→ **WHAT TO WORK ON**
Take each line below that has "BasicVerifier" and copy it.

Records from a data collection:
=-=-=-=-=

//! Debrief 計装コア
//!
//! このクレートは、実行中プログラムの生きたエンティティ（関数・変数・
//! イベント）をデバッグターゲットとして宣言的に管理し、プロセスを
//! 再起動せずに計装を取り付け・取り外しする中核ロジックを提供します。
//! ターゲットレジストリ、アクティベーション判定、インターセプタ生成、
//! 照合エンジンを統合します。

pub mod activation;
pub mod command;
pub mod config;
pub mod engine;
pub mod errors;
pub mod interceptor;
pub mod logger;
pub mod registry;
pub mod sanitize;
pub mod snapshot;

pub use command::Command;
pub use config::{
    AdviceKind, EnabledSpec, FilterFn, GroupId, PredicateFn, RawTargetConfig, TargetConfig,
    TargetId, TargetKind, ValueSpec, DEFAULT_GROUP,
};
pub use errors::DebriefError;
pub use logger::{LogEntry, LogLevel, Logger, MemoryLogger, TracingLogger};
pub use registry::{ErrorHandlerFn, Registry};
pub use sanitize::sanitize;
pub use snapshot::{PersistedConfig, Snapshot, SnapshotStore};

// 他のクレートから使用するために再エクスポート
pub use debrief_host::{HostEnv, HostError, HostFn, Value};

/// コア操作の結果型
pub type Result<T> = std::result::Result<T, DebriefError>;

=-=-=-=-=

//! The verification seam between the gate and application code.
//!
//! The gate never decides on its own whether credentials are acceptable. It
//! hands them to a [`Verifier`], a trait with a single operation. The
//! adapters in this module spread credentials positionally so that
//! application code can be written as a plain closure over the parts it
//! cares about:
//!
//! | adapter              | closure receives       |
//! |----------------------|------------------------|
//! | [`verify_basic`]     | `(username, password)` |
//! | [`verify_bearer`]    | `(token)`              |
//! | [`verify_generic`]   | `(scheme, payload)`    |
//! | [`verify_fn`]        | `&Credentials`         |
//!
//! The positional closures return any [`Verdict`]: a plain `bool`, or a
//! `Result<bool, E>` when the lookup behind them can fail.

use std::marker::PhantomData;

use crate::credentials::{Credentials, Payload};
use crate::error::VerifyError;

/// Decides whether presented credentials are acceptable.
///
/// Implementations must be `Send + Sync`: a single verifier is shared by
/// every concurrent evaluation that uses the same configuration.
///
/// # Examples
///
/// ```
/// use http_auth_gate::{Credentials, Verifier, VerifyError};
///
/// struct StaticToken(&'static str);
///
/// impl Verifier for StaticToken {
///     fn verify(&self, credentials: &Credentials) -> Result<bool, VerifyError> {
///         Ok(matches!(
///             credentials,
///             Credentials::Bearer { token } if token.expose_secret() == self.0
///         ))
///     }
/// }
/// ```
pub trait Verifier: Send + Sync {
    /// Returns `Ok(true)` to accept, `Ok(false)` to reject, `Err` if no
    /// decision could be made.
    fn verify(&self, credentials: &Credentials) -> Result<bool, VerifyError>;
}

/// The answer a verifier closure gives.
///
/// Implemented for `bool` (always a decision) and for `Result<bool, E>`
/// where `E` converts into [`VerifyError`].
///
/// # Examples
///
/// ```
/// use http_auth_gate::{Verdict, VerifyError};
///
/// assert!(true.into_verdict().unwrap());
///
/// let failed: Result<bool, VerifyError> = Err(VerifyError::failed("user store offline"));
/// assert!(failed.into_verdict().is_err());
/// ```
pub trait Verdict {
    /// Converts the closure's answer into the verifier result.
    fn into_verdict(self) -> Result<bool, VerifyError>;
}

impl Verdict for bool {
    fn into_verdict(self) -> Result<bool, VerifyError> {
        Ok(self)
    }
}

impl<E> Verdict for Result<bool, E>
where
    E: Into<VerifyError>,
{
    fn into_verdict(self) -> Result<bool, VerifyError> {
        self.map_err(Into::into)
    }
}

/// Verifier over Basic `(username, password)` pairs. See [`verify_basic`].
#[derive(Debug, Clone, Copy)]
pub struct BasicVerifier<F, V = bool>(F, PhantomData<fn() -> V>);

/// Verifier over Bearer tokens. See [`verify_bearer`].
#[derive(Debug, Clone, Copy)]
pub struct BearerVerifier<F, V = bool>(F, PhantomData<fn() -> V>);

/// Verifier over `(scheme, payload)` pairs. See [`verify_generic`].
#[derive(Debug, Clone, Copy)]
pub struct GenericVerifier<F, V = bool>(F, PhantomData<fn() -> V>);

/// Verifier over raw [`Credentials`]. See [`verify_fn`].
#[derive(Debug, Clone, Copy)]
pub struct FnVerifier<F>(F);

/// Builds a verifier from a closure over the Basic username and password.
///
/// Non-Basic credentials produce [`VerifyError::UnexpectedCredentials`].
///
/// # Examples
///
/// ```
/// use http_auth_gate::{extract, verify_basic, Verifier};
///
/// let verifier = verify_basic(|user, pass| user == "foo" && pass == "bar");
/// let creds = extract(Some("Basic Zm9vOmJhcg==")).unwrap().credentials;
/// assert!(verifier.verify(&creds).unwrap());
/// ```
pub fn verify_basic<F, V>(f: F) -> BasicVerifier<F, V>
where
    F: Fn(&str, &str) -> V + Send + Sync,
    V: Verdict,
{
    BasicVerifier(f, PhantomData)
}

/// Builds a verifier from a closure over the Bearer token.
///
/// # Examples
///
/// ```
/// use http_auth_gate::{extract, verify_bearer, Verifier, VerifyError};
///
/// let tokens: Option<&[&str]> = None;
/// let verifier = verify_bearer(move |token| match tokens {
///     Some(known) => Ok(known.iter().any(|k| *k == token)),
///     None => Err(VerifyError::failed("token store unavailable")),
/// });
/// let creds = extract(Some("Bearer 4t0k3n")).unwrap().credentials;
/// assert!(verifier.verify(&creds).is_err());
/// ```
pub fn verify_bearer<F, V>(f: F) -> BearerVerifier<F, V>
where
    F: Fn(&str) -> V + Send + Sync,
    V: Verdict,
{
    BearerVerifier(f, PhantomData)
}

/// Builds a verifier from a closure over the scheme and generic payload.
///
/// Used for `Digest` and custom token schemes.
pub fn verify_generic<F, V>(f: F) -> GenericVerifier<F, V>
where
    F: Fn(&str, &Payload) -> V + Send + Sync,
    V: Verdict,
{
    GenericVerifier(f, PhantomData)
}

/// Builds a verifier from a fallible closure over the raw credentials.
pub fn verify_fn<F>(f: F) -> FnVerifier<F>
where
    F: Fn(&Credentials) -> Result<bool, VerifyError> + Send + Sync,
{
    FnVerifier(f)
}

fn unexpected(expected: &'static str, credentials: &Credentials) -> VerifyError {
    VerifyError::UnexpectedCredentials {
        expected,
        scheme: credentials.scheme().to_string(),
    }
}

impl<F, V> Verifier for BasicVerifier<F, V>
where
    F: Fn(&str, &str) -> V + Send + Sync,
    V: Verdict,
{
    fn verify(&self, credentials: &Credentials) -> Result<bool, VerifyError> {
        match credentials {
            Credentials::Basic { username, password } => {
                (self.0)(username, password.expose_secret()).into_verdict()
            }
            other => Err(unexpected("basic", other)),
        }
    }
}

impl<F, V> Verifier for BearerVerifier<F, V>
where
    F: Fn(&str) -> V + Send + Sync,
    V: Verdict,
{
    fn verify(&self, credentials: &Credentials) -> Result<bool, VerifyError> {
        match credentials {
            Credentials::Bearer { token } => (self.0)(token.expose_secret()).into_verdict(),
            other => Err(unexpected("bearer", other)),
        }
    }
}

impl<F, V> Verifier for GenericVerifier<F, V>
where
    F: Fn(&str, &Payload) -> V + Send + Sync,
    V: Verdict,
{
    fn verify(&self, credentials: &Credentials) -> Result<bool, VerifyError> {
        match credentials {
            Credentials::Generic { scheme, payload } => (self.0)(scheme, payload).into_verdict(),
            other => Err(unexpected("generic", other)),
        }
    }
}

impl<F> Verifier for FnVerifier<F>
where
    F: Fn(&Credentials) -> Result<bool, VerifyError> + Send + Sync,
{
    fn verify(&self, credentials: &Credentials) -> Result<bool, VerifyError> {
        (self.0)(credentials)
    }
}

=-=-=-=-=

→ **RESULT OF THE EXERCISE**
pub struct BasicVerifier<F, V = bool>(F, PhantomData<fn() -> V>);
pub fn verify_basic<F, V>(f: F) -> BasicVerifier<F, V>
    BasicVerifier(f, PhantomData)
impl<F, V> Verifier for BasicVerifier<F, V>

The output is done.